**About this exercise**
Every entry, from first to last, is to be retyped without any alteration.

══ Source information ══

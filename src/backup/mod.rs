// src/backup/mod.rs
//! Database dumps.
//!
//! Shells out to the backend's dump tool (`mysqldump` or `pg_dump`) and
//! streams its output straight into a timestamped `.sql` file. The call waits
//! for the tool to finish; there is deliberately no timeout or retry around
//! it. Unsupported backends fail before any file is created.

use anyhow::{bail, Context, Result};
use chrono::Local;
use glob::glob;
use serde::Deserialize;
use std::fs::{self, File};
use std::path::{Path, PathBuf};
use std::process::{Command, Stdio};
use std::str::FromStr;
use tracing::info;

/// Database backends we know how to dump.
#[derive(Debug, Clone, Copy, PartialEq, Eq)]
pub enum DbEngine {
    Mysql,
    Postgres,
}

impl DbEngine {
    fn tool(self) -> &'static str {
        match self {
            DbEngine::Mysql => "mysqldump",
            DbEngine::Postgres => "pg_dump",
        }
    }
}

impl FromStr for DbEngine {
    type Err = anyhow::Error;

    fn from_str(s: &str) -> Result<Self> {
        match s.trim().to_ascii_lowercase().as_str() {
            "mysql" | "mariadb" => Ok(DbEngine::Mysql),
            "postgres" | "postgresql" => Ok(DbEngine::Postgres),
            other => bail!("unsupported database backend: {other:?}"),
        }
    }
}

/// Connection parameters for the database to dump. Deserialized from the
/// `[database]` table of the config file.
#[derive(Debug, Clone, Default, Deserialize)]
#[serde(default)]
pub struct DatabaseConfig {
    pub engine: String,
    pub name: String,
    pub user: String,
    pub password: String,
    pub host: Option<String>,
    pub port: Option<u16>,
}

/// Pick the backup directory: the explicit one if given (e.g. from
/// `DB_BACKUP_DIR` or the config file), otherwise `<home>/tmp/<app_name>`.
pub fn resolve_backup_dir(
    explicit: Option<PathBuf>,
    app_name: &str,
    home: Option<PathBuf>,
) -> Result<PathBuf> {
    if let Some(dir) = explicit {
        return Ok(dir);
    }
    let home = home.context("could not determine home directory for default backup dir")?;
    Ok(home.join("tmp").join(app_name))
}

fn dump_command(engine: DbEngine, cfg: &DatabaseConfig) -> Command {
    let mut cmd = Command::new(engine.tool());
    match engine {
        DbEngine::Mysql => {
            cmd.arg("-u").arg(&cfg.user);
            if !cfg.password.is_empty() {
                cmd.arg(format!("-p{}", cfg.password));
            }
            if let Some(host) = &cfg.host {
                cmd.arg("-h").arg(host);
            }
            if let Some(port) = cfg.port {
                cmd.arg("-P").arg(port.to_string());
            }
            cmd.arg(&cfg.name);
        }
        DbEngine::Postgres => {
            cmd.arg("-Fc").arg("-U").arg(&cfg.user);
            if let Some(host) = &cfg.host {
                cmd.arg("-h").arg(host);
            }
            if let Some(port) = cfg.port {
                cmd.arg("-p").arg(port.to_string());
            }
            cmd.arg(&cfg.name);
            if !cfg.password.is_empty() {
                cmd.env("PGPASSWORD", &cfg.password);
            }
        }
    }
    cmd
}

/// Dump `cfg`'s database into `backup_dir`, creating the directory if needed.
///
/// The file is named `<dbname>.<YYYYMMDD-HHMM>.sql`. Both stdout and stderr
/// of the dump tool go into the file, matching how the tools are normally
/// shelled. On any failure after the file is created, the partial file is
/// removed so a bad run leaves nothing behind. Returns the written path.
pub fn dump_database(cfg: &DatabaseConfig, backup_dir: &Path) -> Result<PathBuf> {
    // parse the engine first so unsupported backends touch nothing on disk
    let engine: DbEngine = cfg.engine.parse()?;

    fs::create_dir_all(backup_dir)
        .with_context(|| format!("failed to create backup dir {}", backup_dir.display()))?;

    let stamp = Local::now().format("%Y%m%d-%H%M");
    let backup_path = backup_dir.join(format!("{}.{}.sql", cfg.name, stamp));

    info!(tool = engine.tool(), path = %backup_path.display(), "dumping database");
    if let Err(err) = run_dump(engine, cfg, &backup_path) {
        let _ = fs::remove_file(&backup_path);
        return Err(err);
    }
    Ok(backup_path)
}

fn run_dump(engine: DbEngine, cfg: &DatabaseConfig, backup_path: &Path) -> Result<()> {
    let out = File::create(backup_path)
        .with_context(|| format!("could not create {}", backup_path.display()))?;
    let err = out
        .try_clone()
        .with_context(|| format!("could not reopen {}", backup_path.display()))?;

    let status = dump_command(engine, cfg)
        .stdin(Stdio::null())
        .stdout(Stdio::from(out))
        .stderr(Stdio::from(err))
        .status()
        .with_context(|| format!("failed to run {}", engine.tool()))?;

    if !status.success() {
        bail!("{} exited with {}", engine.tool(), status);
    }
    Ok(())
}

/// Existing `*.sql` dumps in `dir`, sorted so the newest stamp comes last.
pub fn list_backups(dir: &Path) -> Result<Vec<PathBuf>> {
    let pattern = format!("{}/*.sql", dir.display());
    let mut paths: Vec<PathBuf> = glob(&pattern)
        .context("invalid glob pattern for backup dir")?
        .filter_map(|entry| entry.ok())
        .filter(|p| p.is_file())
        .collect();
    paths.sort();
    Ok(paths)
}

═══

**Response below**
filename src/backup/mod.rs
// src/backup/mod.rs
//! Database dumps.
//!
//! Shells out to the backend's dump tool (`mysqldump` or `pg_dump`) and
//! streams its output straight into a timestamped `.sql` file. The call waits
//! for the tool to finish; there is deliberately no timeout or retry around
//! it. Unsupported backends fail before any file is created.

use anyhow::{bail, Context, Result};
use chrono::Local;
use glob::glob;
use serde::Deserialize;
use std::fs::{self, File};
use std::path::{Path, PathBuf};
use std::process::{Command, Stdio};
use std::str::FromStr;
use tracing::info;

/// Database backends we know how to dump.
#[derive(Debug, Clone, Copy, PartialEq, Eq)]
pub enum DbEngine {
    Mysql,
    Postgres,
}

impl DbEngine {
    fn tool(self) -> &'static str {
        match self {
            DbEngine::Mysql => "mysqldump",
            DbEngine::Postgres => "pg_dump",
        }
    }
}

impl FromStr for DbEngine {
    type Err = anyhow::Error;

    fn from_str(s: &str) -> Result<Self> {
        match s.trim().to_ascii_lowercase().as_str() {
            "mysql" | "mariadb" => Ok(DbEngine::Mysql),
            "postgres" | "postgresql" => Ok(DbEngine::Postgres),
            other => bail!("unsupported database backend: {other:?}"),
        }
    }
}

/// Connection parameters for the database to dump. Deserialized from the
/// `[database]` table of the config file.
#[derive(Debug, Clone, Default, Deserialize)]
#[serde(default)]
pub struct DatabaseConfig {
    pub engine: String,
    pub name: String,
    pub user: String,
    pub password: String,
    pub host: Option<String>,
    pub port: Option<u16>,
}

/// Pick the backup directory: the explicit one if given (e.g. from
/// `DB_BACKUP_DIR` or the config file), otherwise `<home>/tmp/<app_name>`.
pub fn resolve_backup_dir(
    explicit: Option<PathBuf>,
    app_name: &str,
    home: Option<PathBuf>,
) -> Result<PathBuf> {
    if let Some(dir) = explicit {
        return Ok(dir);
    }
    let home = home.context("could not determine home directory for default backup dir")?;
    Ok(home.join("tmp").join(app_name))
}

fn dump_command(engine: DbEngine, cfg: &DatabaseConfig) -> Command {
    let mut cmd = Command::new(engine.tool());
    match engine {
        DbEngine::Mysql => {
            cmd.arg("-u").arg(&cfg.user);
            if !cfg.password.is_empty() {
                cmd.arg(format!("-p{}", cfg.password));
            }
            if let Some(host) = &cfg.host {
                cmd.arg("-h").arg(host);
            }
            if let Some(port) = cfg.port {
                cmd.arg("-P").arg(port.to_string());
            }
            cmd.arg(&cfg.name);
        }
        DbEngine::Postgres => {
            cmd.arg("-Fc").arg("-U").arg(&cfg.user);
            if let Some(host) = &cfg.host {
                cmd.arg("-h").arg(host);
            }
            if let Some(port) = cfg.port {
                cmd.arg("-p").arg(port.to_string());
            }
            cmd.arg(&cfg.name);
            if !cfg.password.is_empty() {
                cmd.env("PGPASSWORD", &cfg.password);
            }
        }
    }
    cmd
}

/// Dump `cfg`'s database into `backup_dir`, creating the directory if needed.
///
/// The file is named `<dbname>.<YYYYMMDD-HHMM>.sql`. Both stdout and stderr
/// of the dump tool go into the file, matching how the tools are normally
/// shelled. On any failure after the file is created, the partial file is
/// removed so a bad run leaves nothing behind. Returns the written path.
pub fn dump_database(cfg: &DatabaseConfig, backup_dir: &Path) -> Result<PathBuf> {
    // parse the engine first so unsupported backends touch nothing on disk
    let engine: DbEngine = cfg.engine.parse()?;

    fs::create_dir_all(backup_dir)
        .with_context(|| format!("failed to create backup dir {}", backup_dir.display()))?;

    let stamp = Local::now().format("%Y%m%d-%H%M");
    let backup_path = backup_dir.join(format!("{}.{}.sql", cfg.name, stamp));

    info!(tool = engine.tool(), path = %backup_path.display(), "dumping database");
    if let Err(err) = run_dump(engine, cfg, &backup_path) {
        let _ = fs::remove_file(&backup_path);
        return Err(err);
    }
    Ok(backup_path)
}

fn run_dump(engine: DbEngine, cfg: &DatabaseConfig, backup_path: &Path) -> Result<()> {
    let out = File::create(backup_path)
        .with_context(|| format!("could not create {}", backup_path.display()))?;
    let err = out
        .try_clone()
        .with_context(|| format!("could not reopen {}", backup_path.display()))?;

    let status = dump_command(engine, cfg)
        .stdin(Stdio::null())
        .stdout(Stdio::from(out))
        .stderr(Stdio::from(err))
        .status()
        .with_context(|| format!("failed to run {}", engine.tool()))?;

    if !status.success() {
        bail!("{} exited with {}", engine.tool(), status);
    }
    Ok(())
}

/// Existing `*.sql` dumps in `dir`, sorted so the newest stamp comes last.
pub fn list_backups(dir: &Path) -> Result<Vec<PathBuf>> {
    let pattern = format!("{}/*.sql", dir.display());
    let mut paths: Vec<PathBuf> = glob(&pattern)
        .context("invalid glob pattern for backup dir")?
        .filter_map(|entry| entry.ok())
        .filter(|p| p.is_file())
        .collect();
    paths.sort();
    Ok(paths)
}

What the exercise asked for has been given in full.